Major banks deny helping clients avoid tax offshore
HSBC, Credit Suisse and the Royal Bank of Scotland-owned bank Coutts Trustees have denied claims they are helping clients avoid tax by using complex offshore structures following the leak of the Panama papers.
The banks were named in a list of 500 lenders who investigative journalists said had helped to set up structures which can make it hard for tax officials to pinpoint the flow of money.
Responding to the claims, which were based on a major leak of documents from the Panama-based law firm Mossack Fonseca, the banks defended their processes.

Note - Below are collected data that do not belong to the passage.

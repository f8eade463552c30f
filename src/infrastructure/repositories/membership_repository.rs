//! Membership Repository Implementation

use async_trait::async_trait;
use chrono::NaiveDate;
use sqlx::PgPool;

use crate::domain::{
    Membership, MembershipChanges, MembershipDetail, MembershipRepository, MembershipStatus,
    NewMembership,
};
use crate::infrastructure::database::map_foreign_key;
use crate::shared::error::AppError;

#[derive(Debug, sqlx::FromRow)]
struct MembershipRow {
    membership_id: i64,
    member_id: i64,
    club_id: i64,
    membership_type: String,
    start_date: NaiveDate,
    end_date: NaiveDate,
    price: f64,
    status: String,
}

impl TryFrom<MembershipRow> for Membership {
    type Error = AppError;

    fn try_from(row: MembershipRow) -> Result<Self, Self::Error> {
        let status = row
            .status
            .parse::<MembershipStatus>()
            .map_err(AppError::Internal)?;

        Ok(Self {
            membership_id: row.membership_id,
            member_id: row.member_id,
            club_id: row.club_id,
            membership_type: row.membership_type,
            start_date: row.start_date,
            end_date: row.end_date,
            price: row.price,
            status,
        })
    }
}

#[derive(Debug, sqlx::FromRow)]
struct MembershipDetailRow {
    #[sqlx(flatten)]
    membership: MembershipRow,
    #[sqlx(default)]
    first_name: Option<String>,
    #[sqlx(default)]
    last_name: Option<String>,
    #[sqlx(default)]
    email: Option<String>,
    #[sqlx(default)]
    club_name: Option<String>,
}

impl TryFrom<MembershipDetailRow> for MembershipDetail {
    type Error = AppError;

    fn try_from(row: MembershipDetailRow) -> Result<Self, Self::Error> {
        Ok(Self {
            membership: row.membership.try_into()?,
            first_name: row.first_name,
            last_name: row.last_name,
            email: row.email,
            club_name: row.club_name,
        })
    }
}

fn into_details(rows: Vec<MembershipDetailRow>) -> Result<Vec<MembershipDetail>, AppError> {
    rows.into_iter().map(MembershipDetail::try_from).collect()
}

const MEMBERSHIP_COLUMNS: &str = "ms.membership_id, ms.member_id, ms.club_id, ms.membership_type, \
     ms.start_date, ms.end_date, ms.price, ms.status";

/// PostgreSQL membership repository implementation.
#[derive(Clone)]
pub struct PgMembershipRepository {
    pool: PgPool,
}

impl PgMembershipRepository {
    pub fn new(pool: PgPool) -> Self {
        Self { pool }
    }
}

#[async_trait]
impl MembershipRepository for PgMembershipRepository {
    async fn list(&self) -> Result<Vec<MembershipDetail>, AppError> {
        let rows = sqlx::query_as::<_, MembershipDetailRow>(&format!(
            r#"
            SELECT {}, m.first_name, m.last_name, m.email, c.club_name
            FROM memberships ms
            JOIN members m ON ms.member_id = m.member_id
            JOIN clubs c ON ms.club_id = c.club_id
            ORDER BY ms.membership_id DESC
            "#,
            MEMBERSHIP_COLUMNS
        ))
        .fetch_all(&self.pool)
        .await?;

        into_details(rows)
    }

    async fn list_active(&self) -> Result<Vec<MembershipDetail>, AppError> {
        let rows = sqlx::query_as::<_, MembershipDetailRow>(&format!(
            r#"
            SELECT {}, m.first_name, m.last_name, m.email, c.club_name
            FROM memberships ms
            JOIN members m ON ms.member_id = m.member_id
            JOIN clubs c ON ms.club_id = c.club_id
            WHERE ms.status = $1
            ORDER BY ms.end_date ASC
            "#,
            MEMBERSHIP_COLUMNS
        ))
        .bind(MembershipStatus::Active.as_str())
        .fetch_all(&self.pool)
        .await?;

        into_details(rows)
    }

    async fn list_for_member(&self, member_id: i64) -> Result<Vec<MembershipDetail>, AppError> {
        let rows = sqlx::query_as::<_, MembershipDetailRow>(&format!(
            r#"
            SELECT {}, c.club_name
            FROM memberships ms
            JOIN clubs c ON ms.club_id = c.club_id
            WHERE ms.member_id = $1
            ORDER BY ms.start_date DESC
            "#,
            MEMBERSHIP_COLUMNS
        ))
        .bind(member_id)
        .fetch_all(&self.pool)
        .await?;

        into_details(rows)
    }

    async fn find_by_id(&self, membership_id: i64) -> Result<Option<MembershipDetail>, AppError> {
        let row = sqlx::query_as::<_, MembershipDetailRow>(&format!(
            r#"
            SELECT {}, m.first_name, m.last_name, m.email, c.club_name
            FROM memberships ms
            JOIN members m ON ms.member_id = m.member_id
            JOIN clubs c ON ms.club_id = c.club_id
            WHERE ms.membership_id = $1
            "#,
            MEMBERSHIP_COLUMNS
        ))
        .bind(membership_id)
        .fetch_optional(&self.pool)
        .await?;

        row.map(MembershipDetail::try_from).transpose()
    }

    async fn create(&self, membership: &NewMembership) -> Result<i64, AppError> {
        let membership_id = sqlx::query_scalar::<_, i64>(
            r#"
            INSERT INTO memberships (member_id, club_id, membership_type, start_date, end_date,
                                     price, status)
            VALUES ($1, $2, $3, $4, $5, $6, $7)
            RETURNING membership_id
            "#,
        )
        .bind(membership.member_id)
        .bind(membership.club_id)
        .bind(&membership.membership_type)
        .bind(membership.start_date)
        .bind(membership.end_date)
        .bind(membership.price)
        .bind(membership.status.as_str())
        .fetch_one(&self.pool)
        .await
        .map_err(map_foreign_key)?;

        Ok(membership_id)
    }

    async fn update(&self, membership_id: i64, changes: &MembershipChanges) -> Result<(), AppError> {
        let result = sqlx::query(
            r#"
            UPDATE memberships
            SET membership_type = $2, start_date = $3, end_date = $4, price = $5, status = $6
            WHERE membership_id = $1
            "#,
        )
        .bind(membership_id)
        .bind(&changes.membership_type)
        .bind(changes.start_date)
        .bind(changes.end_date)
        .bind(changes.price)
        .bind(changes.status.as_str())
        .execute(&self.pool)
        .await?;

        if result.rows_affected() == 0 {
            return Err(AppError::NotFound("Membership not found".into()));
        }

        Ok(())
    }

    async fn delete(&self, membership_id: i64) -> Result<(), AppError> {
        let result = sqlx::query("DELETE FROM memberships WHERE membership_id = $1")
            .bind(membership_id)
            .execute(&self.pool)
            .await?;

        if result.rows_affected() == 0 {
            return Err(AppError::NotFound("Membership not found".into()));
        }

        Ok(())
    }
}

Our policy is clear that offshore accounts can only remain open either where clients have been thoroughly vetted (including due diligence, ‘Know Your Customer’, source of wealth, and tax transparency checks), where authorities ask us to maintain an account for the purposes of monitoring activity, or where an account has been frozen based on sanctions obligations.
– HSBC
We do not condone structures for tax avoidance. Whenever there is a structure with a third party beneficiary we insist to know the identity of that beneficiary. We as a company, as a bank only encourage the use of structures when there is a legitimate economic purpose.
– CREDIT SUISSE
We require all clients to be tax compliant as a condition of receiving our products and services and take a risk-based approach to identify and prevent tax evasion that relies upon extensive anti-money laundering systems and controls, including the requirement to understand the source of clients’ wealth. The provision of trust and administration services is an entirely legitimate and key aspect of wealth management and succession planning.